O advogado Benedito Barbosa fala sobre a agressão que sofreu da Polícia Militar e das principais reivindicações dos movimentos de moradia de São Paulo
25/08/2011
Aline Scarso,
Da redação
O uso da força policial contra trabalhadores e movimentos sociais e populares, principalmente durante protestos, não é nenhuma novidade. Aos 51 anos, o advogado da União dos Movimentos de Moradia, Benedito Barbosa, é mais uma das vítimas da truculência de integrantes da Polícia Militar de São Paulo.
Dito, como é conhecido, perdeu o ar depois de receber uma “gravata” de um policial militar no dia 29 de julho, durante uma reintegração de posse de um prédio particular abandonado, na Alameda Nothmann, número 280. A agressão foi registada por uma rede de televisão que estava no local (veja o vídeo).
O advogado tentava se comunicar com famílias, que se negavam a desocupar o local. Depois de jogar uma sacola de pão por uma janela para que os resistentes, incluindo crianças, se alimentassem, Dito foi repreendido, agarrado pelo pescoço e acabou detido no 77º Departamento de Polícia, no bairro Campos Elíseos, em São Paulo (SP).

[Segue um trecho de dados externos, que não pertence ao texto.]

//! HTTP request handlers.
//!
//! - [`create`] - Create a consultation
//! - [`update`] - Update a consultation
//! - [`read`] - Read one consultation or a page of them
//! - [`delete`] - Delete a consultation
//! - [`search`] - Full-text search
//! - [`health`] - Health, liveness and readiness probes

pub mod create;
pub mod delete;
pub mod health;
pub mod read;
pub mod search;
pub mod update;

pub use create::create_handler;
pub use delete::delete_handler;
pub use health::{health_handler, liveness_handler, readiness_handler};
pub use read::{get_all_handler, get_one_handler};
pub use search::search_handler;
pub use update::update_handler;
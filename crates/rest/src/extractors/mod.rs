//! Axum extractors for consultation requests.
//!
//! - [`ConsultationBody`] - Parse a consultation record from the body
//! - [`Pageable`] - Extract `page`, `size` and `sort` query parameters

mod consultation_body;
mod pageable;

pub use consultation_body::{ConsultationBody, ConsultationBodyRejection};
pub use pageable::Pageable;
//! Error types for the persistence layer.
//!
//! Storage failures are grouped by category: resource state, validation of
//! caller input, search, and the backend itself. Every fallible operation in
//! this crate returns [`StorageResult`].

// Error enum variant fields are self-documenting via their #[error(...)] messages
#![allow(missing_docs)]

use thiserror::Error;

/// The primary error type for all storage operations.
#[derive(Error, Debug)]
pub enum StorageError {
    /// Resource state errors
    #[error(transparent)]
    Resource(#[from] ResourceError),

    /// Validation errors
    #[error(transparent)]
    Validation(#[from] ValidationError),

    /// Search operation errors
    #[error(transparent)]
    Search(#[from] SearchError),

    /// Backend-specific errors
    #[error(transparent)]
    Backend(#[from] BackendError),
}

/// Errors related to record state.
#[derive(Error, Debug)]
pub enum ResourceError {
    /// A stored row could not be turned back into a record.
    #[error("{entity} {id} is corrupt: {message}")]
    Corrupt {
        entity: String,
        id: i64,
        message: String,
    },
}

/// Errors caused by invalid caller input.
#[derive(Error, Debug)]
pub enum ValidationError {
    /// The record body is not acceptable.
    #[error("invalid record: {message}")]
    InvalidRecord { message: String },

    /// A sort order names a property that cannot be sorted on.
    #[error("invalid sort property: {property}")]
    InvalidSortProperty { property: String },
}

/// Errors related to search operations.
#[derive(Error, Debug)]
pub enum SearchError {
    /// Search query parsing failed.
    #[error("failed to parse search query: {message}")]
    QueryParseError { message: String },
}

/// Errors originating from the database or search engine.
#[derive(Error, Debug)]
pub enum BackendError {
    /// The backend is currently unavailable.
    #[error("backend unavailable: {backend_name}")]
    Unavailable {
        backend_name: String,
        message: String,
    },

    /// Connection to the backend failed.
    #[error("connection failed to {backend_name}: {message}")]
    ConnectionFailed {
        backend_name: String,
        message: String,
    },

    /// Connection pool exhausted.
    #[error("connection pool exhausted for {backend_name}")]
    PoolExhausted { backend_name: String },

    /// Schema migration error.
    #[error("schema migration failed: {message}")]
    MigrationError { message: String },

    /// Internal backend error.
    #[error("internal error in {backend_name}: {message}")]
    Internal {
        backend_name: String,
        message: String,
        #[source]
        source: Option<Box<dyn std::error::Error + Send + Sync>>,
    },

    /// Serialization/deserialization error.
    #[error("serialization error: {message}")]
    SerializationError { message: String },
}

impl StorageError {
    /// Returns true when the error was caused by the caller rather than the backend.
    pub fn is_client_error(&self) -> bool {
        matches!(
            self,
            StorageError::Validation(_) | StorageError::Search(SearchError::QueryParseError { .. })
        )
    }
}

/// Result type alias for storage operations.
pub type StorageResult<T> = Result<T, StorageError>;

/// Builds an internal backend error without an underlying source.
pub(crate) fn internal_error(backend_name: &str, message: impl Into<String>) -> StorageError {
    StorageError::Backend(BackendError::Internal {
        backend_name: backend_name.to_string(),
        message: message.into(),
        source: None,
    })
}

impl From<serde_json::Error> for StorageError {
    fn from(err: serde_json::Error) -> Self {
        StorageError::Backend(BackendError::SerializationError {
            message: err.to_string(),
        })
    }
}

#[cfg(feature = "sqlite")]
impl From<rusqlite::Error> for StorageError {
    fn from(err: rusqlite::Error) -> Self {
        StorageError::Backend(BackendError::Internal {
            backend_name: "sqlite".to_string(),
            message: err.to_string(),
            source: Some(Box::new(err)),
        })
    }
}

#[cfg(feature = "sqlite")]
impl From<r2d2::Error> for StorageError {
    fn from(err: r2d2::Error) -> Self {
        tracing::warn!(error = %err, "Failed to acquire SQLite connection");
        StorageError::Backend(BackendError::PoolExhausted {
            backend_name: "sqlite".to_string(),
        })
    }
}

#[cfg(feature = "elasticsearch")]
impl From<elasticsearch::Error> for StorageError {
    fn from(err: elasticsearch::Error) -> Self {
        StorageError::Backend(BackendError::Internal {
            backend_name: "elasticsearch".to_string(),
            message: err.to_string(),
            source: Some(Box::new(err)),
        })
    }
}

#[cfg(test)]
mod tests {
    use super::*;

    #[test]
    fn test_storage_error_display() {
        let err = StorageError::Resource(ResourceError::Corrupt {
            entity: "consultation".to_string(),
            id: 42,
            message: "EOF while parsing".to_string(),
        });
        assert_eq!(err.to_string(), "consultation 42 is corrupt: EOF while parsing");
    }

    #[test]
    fn test_validation_error_display() {
        let err = ValidationError::InvalidSortProperty {
            property: "name;drop".to_string(),
        };
        assert_eq!(err.to_string(), "invalid sort property: name;drop");
    }

    #[test]
    fn test_client_error_classification() {
        let sort: StorageError = ValidationError::InvalidSortProperty {
            property: "x-y".to_string(),
        }
        .into();
        assert!(sort.is_client_error());

        let query: StorageError = SearchError::QueryParseError {
            message: "empty".to_string(),
        }
        .into();
        assert!(query.is_client_error());

        let backend = internal_error("sqlite", "disk I/O error");
        assert!(!backend.is_client_error());
        assert_eq!(
            backend.to_string(),
            "internal error in sqlite: disk I/O error"
        );
    }

    #[test]
    fn test_from_serde_json_error() {
        let err = serde_json::from_str::<serde_json::Value>("{").unwrap_err();
        let storage: StorageError = err.into();
        assert!(matches!(
            storage,
            StorageError::Backend(BackendError::SerializationError { .. })
        ));
    }
}
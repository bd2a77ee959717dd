//! The consultation record exchanged across the API boundary.

use serde::{Deserialize, Serialize};
use serde_json::{Map, Value};

/// Entity name used in alert headers and error payloads.
pub const ENTITY_NAME: &str = "consultationConsultation";

/// A consultation record.
///
/// Only `id` is interpreted by this crate. All other fields are carried as an
/// opaque JSON object and written back exactly as received.
///
/// # Example
///
/// ```
/// use ayoos_persistence::types::ConsultationDto;
/// use serde_json::json;
///
/// let dto: ConsultationDto = serde_json::from_value(json!({
///     "name": "follow-up",
///     "durationMinutes": 15
/// }))
/// .unwrap();
///
/// assert!(dto.id.is_none());
/// assert_eq!(dto.attribute("name"), Some(&json!("follow-up")));
/// ```
#[derive(Debug, Clone, Default, PartialEq, Serialize, Deserialize)]
pub struct ConsultationDto {
    /// Identifier assigned by the repository; `None` for unsaved records.
    #[serde(default)]
    pub id: Option<i64>,

    /// All remaining fields of the record.
    #[serde(flatten)]
    pub attributes: Map<String, Value>,
}

impl ConsultationDto {
    /// Creates an unsaved record from a set of attributes.
    pub fn new(attributes: Map<String, Value>) -> Self {
        Self {
            id: None,
            attributes,
        }
    }

    /// Sets the identifier.
    pub fn with_id(mut self, id: i64) -> Self {
        self.id = Some(id);
        self
    }

    /// Adds or replaces a single attribute.
    pub fn with_attribute(mut self, name: impl Into<String>, value: impl Into<Value>) -> Self {
        self.attributes.insert(name.into(), value.into());
        self
    }

    /// Returns an attribute value by name.
    pub fn attribute(&self, name: &str) -> Option<&Value> {
        self.attributes.get(name)
    }

    /// Serializes the attributes (without `id`) for storage.
    pub fn attributes_json(&self) -> serde_json::Result<String> {
        serde_json::to_string(&self.attributes)
    }

    /// Rebuilds a record from a stored id and attribute JSON.
    pub fn from_stored(id: i64, data: &str) -> serde_json::Result<Self> {
        let mut attributes: Map<String, Value> = serde_json::from_str(data)?;
        attributes.remove("id");
        Ok(Self {
            id: Some(id),
            attributes,
        })
    }

    /// Collects the searchable text of the record.
    ///
    /// Every string, number and boolean value is included, recursing into
    /// nested objects and arrays. Values under an `id` key are skipped.
    pub fn searchable_text(&self) -> String {
        let mut parts = Vec::new();
        for (key, value) in &self.attributes {
            if key != "id" {
                collect_text(value, &mut parts);
            }
        }
        parts.join(" ")
    }
}

fn collect_text(value: &Value, parts: &mut Vec<String>) {
    match value {
        Value::String(s) if !s.trim().is_empty() => parts.push(s.clone()),
        Value::Number(n) => parts.push(n.to_string()),
        Value::Bool(b) => parts.push(b.to_string()),
        Value::Array(items) => {
            for item in items {
                collect_text(item, parts);
            }
        }
        Value::Object(map) => {
            for (key, nested) in map {
                if key != "id" {
                    collect_text(nested, parts);
                }
            }
        }
        _ => {}
    }
}
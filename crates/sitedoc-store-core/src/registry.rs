//! Built-in section catalog and seed content.
//!
//! Every known `SectionKind` has a default payload here; the seed document
//! assembled from them is what an empty store gets initialized with.

use serde_json::{json, Value};

use crate::document::{
    ContentDocument, FooterContact, FooterContent, FooterLinks, FooterServices, HeaderContent,
    NavLink, Section, SectionKind,
};

/// All kinds the admin console can add. `Other` is deliberately absent.
pub fn known_kinds() -> &'static [SectionKind] {
    static KINDS: [SectionKind; 9] = [
        SectionKind::Hero,
        SectionKind::About,
        SectionKind::Services,
        SectionKind::Consultation,
        SectionKind::Testimonials,
        SectionKind::WriteSuccessStory,
        SectionKind::IntakeForm,
        SectionKind::Contact,
        SectionKind::Video,
    ];
    &KINDS
}

/// Human label for the admin catalog: `writeSuccessStory` becomes
/// "Write Success Story Section".
pub fn display_name(kind: &SectionKind) -> String {
    let raw = kind.as_str();
    let mut name = String::with_capacity(raw.len() + 12);
    for (i, ch) in raw.chars().enumerate() {
        if i == 0 {
            name.extend(ch.to_uppercase());
        } else if ch.is_ascii_uppercase() {
            name.push(' ');
            name.push(ch);
        } else {
            name.push(ch);
        }
    }
    name.push_str(" Section");
    name
}

/// Default payload for a known kind; `None` for kinds outside the catalog.
pub fn default_content(kind: &SectionKind) -> Option<Value> {
    let content = match kind {
        SectionKind::Hero => json!({
            "headline1": "Transform Your Body,",
            "headline2": "Transform Your Life",
            "subheading": "Professional personal training with proven results. I help busy professionals achieve their fitness goals through personalized workout plans, nutrition guidance, and unwavering support.",
            "ctaButton1": "Start Your Journey",
            "ctaButton2": "Learn More",
            "stats": [
                { "value": "200+", "label": "Clients Trained" },
                { "value": "5+", "label": "Years Experience" },
                { "value": "4.9", "label": "Average Rating" }
            ],
            "imageUrl": "https://images.unsplash.com/photo-1571902943202-507ec2618e8f?q=80&w=2070&auto=format&fit=crop"
        }),
        SectionKind::About => json!({
            "headline1": "Meet Your Dedicated",
            "headline2": "Fitness Partner",
            "paragraph1": "Hi, I’m Alex Johnson, a certified personal trainer with over 5 years of experience helping people transform their lives through fitness. My journey began when I overcame my own health challenges, and now I’m passionate about guiding others on their path to wellness.",
            "paragraph2": "I believe fitness isn’t just about looking good – it’s about feeling confident, energized, and living your best life. Whether you’re a complete beginner or looking to break through plateaus, I’ll meet you where you are and help you reach where you want to be.",
            "certificationsTitle": "Certifications & Credentials",
            "certifications": [
                { "title": "NASM-CPT", "issuer": "Certified Personal Trainer" },
                { "title": "ACE", "issuer": "Group Fitness Instructor" },
                { "title": "Precision Nutrition", "issuer": "Level 1 Coach" },
                { "title": "CPR/AED", "issuer": "First Aid Certified" }
            ],
            "values": [
                { "icon": "HeartIcon", "title": "Passion for Fitness", "description": "Dedicated to helping you fall in love with fitness and make it a sustainable part of your lifestyle." },
                { "icon": "TargetIcon", "title": "Goal-Oriented", "description": "Every workout is strategically designed to get you closer to your specific fitness objectives." },
                { "icon": "ZapIcon", "title": "Proven Results", "description": "Track record of helping clients achieve remarkable transformations through science-based methods." },
                { "icon": "ShieldCheckIcon", "title": "Safety First", "description": "Prioritizing proper form and injury prevention while maximizing your workout effectiveness." }
            ],
            "imageUrl": "https://images.unsplash.com/photo-1574680096145-d05b474e2155?q=80&w=2069&auto=format&fit=crop"
        }),
        SectionKind::Services => json!({
            "headline": "Training Services",
            "subheading": "Choose the perfect training option that fits your lifestyle, goals, and budget. All services include ongoing support and progress tracking.",
            "plans": [
                {
                    "popular": true,
                    "title": "Personal Training",
                    "price": "$80/session",
                    "description": "One-on-one training sessions tailored to your specific goals and fitness level.",
                    "features": ["Personalized workout plans", "Form correction and technique", "Nutrition guidance", "Progress tracking", "Flexible scheduling"]
                },
                {
                    "popular": false,
                    "title": "Group Training",
                    "price": "$40/session",
                    "description": "Small group sessions (2-4 people) for a motivating and cost-effective workout.",
                    "features": ["Small group atmosphere", "Shared motivation", "Cost-effective training", "Social workout experience", "Customized group programs"]
                },
                {
                    "popular": false,
                    "title": "Virtual Training",
                    "price": "$60/session",
                    "description": "Online personal training sessions from the comfort of your home.",
                    "features": ["Train from anywhere", "Live video sessions", "Digital workout plans", "Online progress tracking", "Flexible scheduling"]
                },
                {
                    "popular": false,
                    "title": "Nutrition Coaching",
                    "price": "$120/month",
                    "description": "Comprehensive nutrition planning and coaching to complement your fitness goals.",
                    "features": ["Custom meal plans", "Macro tracking guidance", "Weekly check-ins", "Recipe suggestions", "Supplement recommendations"]
                }
            ]
        }),
        SectionKind::Consultation => json!({
            "headline": "Free Consultation Available",
            "subheading": "Not sure which service is right for you? Book a free 30-minute consultation to discuss your goals and find the perfect training solution.",
            "buttonText": "Schedule Free Consultation"
        }),
        SectionKind::Testimonials => json!({
            "headline": "Client Success Stories",
            "subheading": "See real transformations from real people. These are just a few of the amazing journeys I’ve had the privilege to be part of.",
            "stories": [
                {
                    "name": "Sarah Johnson",
                    "achievement": "Lost 30 lbs in 4 months",
                    "quote": "The personalized approach made all the difference. I finally found a sustainable way to stay fit and healthy.",
                    "imageUrl": "https://images.unsplash.com/photo-1517836357463-d25dfeac3438?q=80&w=2070&auto=format&fit=crop",
                    "avatarUrl": "https://images.unsplash.com/photo-1438761681033-6461ffad8d80?q=80&w=2070&auto=format&fit=crop",
                    "tag": "-30 lbs"
                },
                {
                    "name": "Mike Chen",
                    "achievement": "Gained 15 lbs muscle",
                    "quote": "Professional guidance and constant support helped me achieve goals I never thought possible.",
                    "imageUrl": "https://images.unsplash.com/photo-1549060279-7e168fcee0c2?q=80&w=2070&auto=format&fit=crop",
                    "avatarUrl": "https://images.unsplash.com/photo-1500648767791-00dcc994a43e?q=80&w=1887&auto=format&fit=crop",
                    "tag": "+15 lbs muscle"
                },
                {
                    "name": "Emily Rodriguez",
                    "achievement": "Transformed lifestyle",
                    "quote": "More than just fitness - this changed my entire relationship with health and wellness.",
                    "imageUrl": "https://images.unsplash.com/photo-1599058917212-d750089bc07e?q=80&w=2069&auto=format&fit=crop",
                    "avatarUrl": "https://images.unsplash.com/photo-1494790108377-be9c29b29330?q=80&w=1887&auto=format&fit=crop",
                    "tag": "Life changed"
                }
            ]
        }),
        SectionKind::WriteSuccessStory => json!({
            "headline": "Ready to Write Your Success Story?",
            "paragraph": "Join hundreds of clients who have transformed their lives through personalized training. Your journey to better health and confidence starts with a single step.",
            "points": ["Personalized approach for every fitness level", "Proven methods with measurable results", "Ongoing support throughout your journey"],
            "buttonText": "Start Your Transformation",
            "imageUrl": "https://images.unsplash.com/photo-1581009146145-b5ef050c2e1e?q=80&w=2070&auto=format&fit=crop"
        }),
        SectionKind::IntakeForm => json!({
            "headline": "Start Your Fitness Journey",
            "subheading": "Complete this intake form to help me understand your goals and create a personalized training plan just for you."
        }),
        SectionKind::Contact => json!({
            "headline": "Get In Touch",
            "subheading": {
                "line1": "Ready to start your fitness journey? Have questions about training? I'm here to help.",
                "line2": "Send me a message or give me a call."
            },
            "connect": {
                "title": "Let's Connect",
                "paragraph": "I'm passionate about helping you achieve your fitness goals. Whether you're ready to get started or just have questions, I'd love to hear from you."
            },
            "details": {
                "email": { "address": "alex@fitprotrainer.com", "note": "I typically respond within 2-4 hours" },
                "phone": { "number": "(555) 123-4567", "note": "Call or text for immediate assistance" },
                "location": { "name": "Downtown Fitness Center", "address": "123 Main Street, City State 12345", "note": "Also available for home/virtual sessions" },
                "availability": ["Monday - Friday: 6:00 AM – 8:00 PM", "Saturday: 7:00 AM – 6:00 PM", "Sunday: 8:00 AM – 4:00 PM"]
            },
            "guarantee": {
                "title": "Quick Response Guarantee",
                "text": "I pride myself on quick, personalized responses. Reach out with any questions about training, availability, or just to say hello. I'm here to support your fitness journey every step of the way."
            },
            "form": {
                "title": "Send Me a Message",
                "nameLabel": "Your Name *",
                "emailLabel": "Email Address *",
                "subjectLabel": "Subject *",
                "subjectPlaceholder": "e.g., Questions about personal training",
                "messageLabel": "Message *",
                "messagePlaceholder": "Tell me about your fitness goals, questions, or how I can help you...",
                "buttonText": "Send Message"
            }
        }),
        SectionKind::Video => json!({
            "headline": "Featured Video",
            "subheading": "Check out this week's fitness tip!",
            "videoId": "g_tea8ZN-ZE"
        }),
        SectionKind::Other(_) => return None,
    };
    Some(content)
}

/// The document an empty store gets seeded with. Video is in the catalog but
/// not on the default page; its seeded siblings use their kind as their id.
pub fn default_document() -> ContentDocument {
    ContentDocument {
        header: default_header(),
        sections: default_sections(),
        footer: default_footer(),
    }
}

pub(crate) fn default_header() -> HeaderContent {
    HeaderContent {
        site_name: "Ari Deville Fitness".to_string(),
        nav_links: default_nav_links(),
        cta_button: "Get Started".to_string(),
    }
}

pub(crate) fn default_nav_links() -> Vec<NavLink> {
    [
        ("Home", "#hero"),
        ("About", "#about"),
        ("Services", "#services"),
        ("Success Stories", "#testimonials"),
        ("Contact", "#contact"),
    ]
    .into_iter()
    .map(|(text, href)| NavLink {
        text: text.to_string(),
        href: href.to_string(),
    })
    .collect()
}

pub(crate) fn default_sections() -> Vec<Section> {
    [
        SectionKind::Hero,
        SectionKind::About,
        SectionKind::Services,
        SectionKind::Consultation,
        SectionKind::Testimonials,
        SectionKind::WriteSuccessStory,
        SectionKind::IntakeForm,
        SectionKind::Contact,
    ]
    .into_iter()
    .filter_map(|kind| {
        default_content(&kind).map(|content| Section {
            id: kind.as_str().to_string(),
            kind,
            content,
        })
    })
    .collect()
}

pub(crate) fn default_footer() -> FooterContent {
    FooterContent {
        tagline: "Helping busy professionals transform their lives through personalized fitness training and nutrition coaching.".to_string(),
        quick_links: FooterLinks {
            title: "Quick Links".to_string(),
            get_started: "Get Started".to_string(),
            admin: "Admin Panel".to_string(),
        },
        services: FooterServices {
            title: "Services".to_string(),
            list: [
                "Personal Training",
                "Small Group Training",
                "Virtual Training",
                "Nutrition Coaching",
                "Free Consultation",
            ]
            .into_iter()
            .map(String::from)
            .collect(),
        },
        contact: FooterContact {
            title: "Contact Info".to_string(),
            hours_title: "Hours:".to_string(),
        },
        copyright: "© 2025 Ari Deville Fitness. All rights reserved.".to_string(),
    }
}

O inquérito policial 720/11 foi aberto para investigar as ações ocorridas naquele dia, incluindo o excesso de força policial. A Relatoria do Direito Humano à Cidade, da Plataforma DHESCA, emitiu nota condenando a agressão e pedindo a investigação da conduta do policial militar. Alertaram também ao Estado que verifique a necessidade de incluir Dito no Programa Nacional de Defensores dos Direitos Humanos.
Para falar sobre a agressão que sofreu da Polícia Militar e das principais reivindicações dos movimentos de moradia de São Paulo, a agência Brasil de Fato entrevistou o advogado. Segundo ele, a luta dos movimentos contra remoções e por mais moradia na cidade é grande e será intensificada até 2014 em razão do mega-evento da Copa Mundo. Confira.
O que você acha que motivou a agressão policial contra você?
Bom, naquela sexta-feira eu estava acompanhando uma reintegração de posse de uma comunidade numa ocupação na Alameda Nothmann. Eu fui procurado no começo da semana, e como advogado das famílias, fiz um termo de reconsideração judicial pedindo mais prazo para a reintegração, mas o pedido não foi considerado pela Justiça. Na quinta-feira à noite, eu fui até o local e fizemos uma assembléia com as famílias para explicar que teriam que deixar o local, que a polícia viria fazer a remoção e cumprir o mandado de reintegração de posse. Na sexta-feira de manhã eu estava no local, bem cedo. Por volta das 7h da manhã, a polícia militar também chegou ao local. Parte das famílias já estava fazendo a sua mudança desde a madrugada para uma favela ali perto, chamada favela do Moinho, que fica atrás da Estação Júlio Prestes. Os policiais falaram comigo, eu disse que era advogado das famílias e que eles adiassem um pouco o cumprimento do mandado porque parte das famílias não tinha para onde ir e a gente estava tentando conseguir um atendimento emergencial junto com a prefeitura. Liguei para a Secretaria de Habitação e eles me disseram que iriam avaliar a situação.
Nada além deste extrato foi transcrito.